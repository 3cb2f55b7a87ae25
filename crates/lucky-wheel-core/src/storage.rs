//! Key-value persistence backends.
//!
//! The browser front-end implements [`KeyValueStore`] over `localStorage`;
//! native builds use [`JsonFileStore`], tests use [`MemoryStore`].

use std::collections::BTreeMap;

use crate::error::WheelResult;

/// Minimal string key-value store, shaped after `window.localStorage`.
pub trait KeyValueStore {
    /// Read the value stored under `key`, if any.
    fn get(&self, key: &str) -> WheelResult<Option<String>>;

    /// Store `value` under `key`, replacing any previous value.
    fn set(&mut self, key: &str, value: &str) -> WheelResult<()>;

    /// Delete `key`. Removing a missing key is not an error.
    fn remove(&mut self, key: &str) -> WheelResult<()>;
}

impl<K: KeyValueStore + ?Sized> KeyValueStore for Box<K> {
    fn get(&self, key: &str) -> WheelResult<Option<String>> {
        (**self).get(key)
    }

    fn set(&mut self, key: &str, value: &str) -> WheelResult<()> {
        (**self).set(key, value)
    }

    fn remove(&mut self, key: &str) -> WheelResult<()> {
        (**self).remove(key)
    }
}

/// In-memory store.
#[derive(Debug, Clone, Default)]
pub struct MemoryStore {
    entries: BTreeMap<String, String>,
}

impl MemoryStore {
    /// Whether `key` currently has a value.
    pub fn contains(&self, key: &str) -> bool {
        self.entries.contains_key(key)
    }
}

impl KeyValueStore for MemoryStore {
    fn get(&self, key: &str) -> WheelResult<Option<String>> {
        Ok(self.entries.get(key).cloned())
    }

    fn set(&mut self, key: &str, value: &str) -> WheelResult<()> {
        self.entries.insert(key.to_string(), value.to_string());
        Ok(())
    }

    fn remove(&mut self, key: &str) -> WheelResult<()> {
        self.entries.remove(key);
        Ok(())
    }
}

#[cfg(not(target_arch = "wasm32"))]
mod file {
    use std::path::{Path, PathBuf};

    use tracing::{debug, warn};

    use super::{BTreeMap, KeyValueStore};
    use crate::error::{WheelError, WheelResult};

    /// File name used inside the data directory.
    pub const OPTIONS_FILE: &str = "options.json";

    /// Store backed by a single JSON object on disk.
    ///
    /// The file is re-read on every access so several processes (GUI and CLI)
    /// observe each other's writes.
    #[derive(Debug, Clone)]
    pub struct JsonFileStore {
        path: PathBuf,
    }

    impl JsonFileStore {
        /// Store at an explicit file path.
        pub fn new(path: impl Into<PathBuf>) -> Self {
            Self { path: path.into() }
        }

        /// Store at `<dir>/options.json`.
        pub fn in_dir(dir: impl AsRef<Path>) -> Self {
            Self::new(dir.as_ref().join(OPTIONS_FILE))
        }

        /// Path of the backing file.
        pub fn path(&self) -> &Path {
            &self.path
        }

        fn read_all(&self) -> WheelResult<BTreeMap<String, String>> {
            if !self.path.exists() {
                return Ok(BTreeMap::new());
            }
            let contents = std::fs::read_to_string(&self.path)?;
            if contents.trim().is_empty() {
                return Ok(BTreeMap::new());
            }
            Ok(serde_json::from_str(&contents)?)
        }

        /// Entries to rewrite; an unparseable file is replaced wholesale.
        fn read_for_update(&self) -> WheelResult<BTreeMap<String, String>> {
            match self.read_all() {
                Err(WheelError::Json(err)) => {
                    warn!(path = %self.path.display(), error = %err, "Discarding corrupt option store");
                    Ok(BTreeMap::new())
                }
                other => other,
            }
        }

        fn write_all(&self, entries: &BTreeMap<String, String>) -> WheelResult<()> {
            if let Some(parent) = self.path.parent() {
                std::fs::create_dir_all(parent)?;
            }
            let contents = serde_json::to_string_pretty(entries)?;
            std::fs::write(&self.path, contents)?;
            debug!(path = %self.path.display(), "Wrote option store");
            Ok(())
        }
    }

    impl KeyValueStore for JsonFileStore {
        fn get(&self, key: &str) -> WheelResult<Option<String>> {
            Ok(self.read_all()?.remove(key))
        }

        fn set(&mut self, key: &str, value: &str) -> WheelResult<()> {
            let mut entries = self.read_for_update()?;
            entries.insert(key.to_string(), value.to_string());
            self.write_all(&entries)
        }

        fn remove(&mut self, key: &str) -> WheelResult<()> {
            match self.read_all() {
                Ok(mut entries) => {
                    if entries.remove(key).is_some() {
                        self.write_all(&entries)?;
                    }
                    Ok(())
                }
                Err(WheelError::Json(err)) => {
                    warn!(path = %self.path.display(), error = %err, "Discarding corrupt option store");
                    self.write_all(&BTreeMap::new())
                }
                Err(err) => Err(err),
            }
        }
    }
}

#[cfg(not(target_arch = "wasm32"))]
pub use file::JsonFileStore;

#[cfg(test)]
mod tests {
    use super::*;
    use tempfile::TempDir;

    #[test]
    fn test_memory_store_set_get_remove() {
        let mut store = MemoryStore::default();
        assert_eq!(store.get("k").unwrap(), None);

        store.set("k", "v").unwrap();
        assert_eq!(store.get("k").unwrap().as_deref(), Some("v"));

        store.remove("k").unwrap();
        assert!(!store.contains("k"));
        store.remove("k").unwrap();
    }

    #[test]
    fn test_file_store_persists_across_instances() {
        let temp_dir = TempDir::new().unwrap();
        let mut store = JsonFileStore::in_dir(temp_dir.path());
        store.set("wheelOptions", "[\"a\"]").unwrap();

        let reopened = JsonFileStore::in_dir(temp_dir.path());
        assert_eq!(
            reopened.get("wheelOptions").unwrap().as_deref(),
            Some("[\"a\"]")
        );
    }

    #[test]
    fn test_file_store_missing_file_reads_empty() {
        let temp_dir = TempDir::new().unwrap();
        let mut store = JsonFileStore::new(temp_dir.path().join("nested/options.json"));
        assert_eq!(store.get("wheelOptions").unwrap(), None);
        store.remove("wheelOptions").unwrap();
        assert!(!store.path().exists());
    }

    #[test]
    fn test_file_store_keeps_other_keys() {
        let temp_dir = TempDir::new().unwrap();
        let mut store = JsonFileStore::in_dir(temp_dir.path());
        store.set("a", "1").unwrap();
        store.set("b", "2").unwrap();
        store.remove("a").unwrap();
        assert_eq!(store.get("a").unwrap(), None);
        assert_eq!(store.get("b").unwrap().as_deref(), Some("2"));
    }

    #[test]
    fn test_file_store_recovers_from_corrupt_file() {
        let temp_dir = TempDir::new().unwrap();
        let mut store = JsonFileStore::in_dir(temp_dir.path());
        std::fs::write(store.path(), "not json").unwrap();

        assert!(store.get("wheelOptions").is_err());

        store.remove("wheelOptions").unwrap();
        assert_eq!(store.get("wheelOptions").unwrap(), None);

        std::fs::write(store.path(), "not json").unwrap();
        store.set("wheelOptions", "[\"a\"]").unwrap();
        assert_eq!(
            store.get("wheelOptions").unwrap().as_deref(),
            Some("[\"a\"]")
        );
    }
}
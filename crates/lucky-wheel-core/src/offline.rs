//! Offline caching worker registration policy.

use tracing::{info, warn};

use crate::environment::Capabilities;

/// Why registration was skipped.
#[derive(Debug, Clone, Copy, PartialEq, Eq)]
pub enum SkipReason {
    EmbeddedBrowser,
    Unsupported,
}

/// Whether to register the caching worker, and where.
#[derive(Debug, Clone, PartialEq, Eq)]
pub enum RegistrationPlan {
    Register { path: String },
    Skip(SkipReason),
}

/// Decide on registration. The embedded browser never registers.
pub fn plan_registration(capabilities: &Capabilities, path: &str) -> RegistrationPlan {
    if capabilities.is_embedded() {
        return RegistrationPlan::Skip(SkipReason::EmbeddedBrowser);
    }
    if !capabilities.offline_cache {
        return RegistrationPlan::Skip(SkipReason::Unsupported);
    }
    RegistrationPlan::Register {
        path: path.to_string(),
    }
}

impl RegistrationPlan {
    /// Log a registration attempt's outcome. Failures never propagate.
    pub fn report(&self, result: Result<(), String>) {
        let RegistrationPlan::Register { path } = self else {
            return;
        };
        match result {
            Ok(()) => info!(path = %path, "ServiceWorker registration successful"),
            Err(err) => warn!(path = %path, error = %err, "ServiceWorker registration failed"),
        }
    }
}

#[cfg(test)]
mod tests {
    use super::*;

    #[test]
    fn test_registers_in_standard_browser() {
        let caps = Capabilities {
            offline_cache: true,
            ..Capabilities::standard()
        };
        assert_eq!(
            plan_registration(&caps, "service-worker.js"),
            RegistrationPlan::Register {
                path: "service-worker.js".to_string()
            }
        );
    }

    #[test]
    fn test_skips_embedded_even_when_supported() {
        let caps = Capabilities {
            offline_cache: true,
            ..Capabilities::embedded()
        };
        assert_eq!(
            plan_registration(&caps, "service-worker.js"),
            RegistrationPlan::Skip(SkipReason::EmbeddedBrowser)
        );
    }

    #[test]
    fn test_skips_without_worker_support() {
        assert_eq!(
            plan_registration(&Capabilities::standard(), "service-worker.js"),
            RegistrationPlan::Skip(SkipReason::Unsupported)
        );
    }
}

————————

**Your instructions:** Beginning with the line above that contains "use std::collections::BTreeMap;", copy each line exactly up to and including the line that contains "has a value.", and go no further.

**Result below:**
use std::collections::BTreeMap;

use crate::error::WheelResult;

/// Minimal string key-value store, shaped after `window.localStorage`.
pub trait KeyValueStore {
    /// Read the value stored under `key`, if any.
    fn get(&self, key: &str) -> WheelResult<Option<String>>;

    /// Store `value` under `key`, replacing any previous value.
    fn set(&mut self, key: &str, value: &str) -> WheelResult<()>;

    /// Delete `key`. Removing a missing key is not an error.
    fn remove(&mut self, key: &str) -> WheelResult<()>;
}

impl<K: KeyValueStore + ?Sized> KeyValueStore for Box<K> {
    fn get(&self, key: &str) -> WheelResult<Option<String>> {
        (**self).get(key)
    }

    fn set(&mut self, key: &str, value: &str) -> WheelResult<()> {
        (**self).set(key, value)
    }

    fn remove(&mut self, key: &str) -> WheelResult<()> {
        (**self).remove(key)
    }
}

/// In-memory store.
#[derive(Debug, Clone, Default)]
pub struct MemoryStore {
    entries: BTreeMap<String, String>,
}

impl MemoryStore {
    /// Whether `key` currently has a value.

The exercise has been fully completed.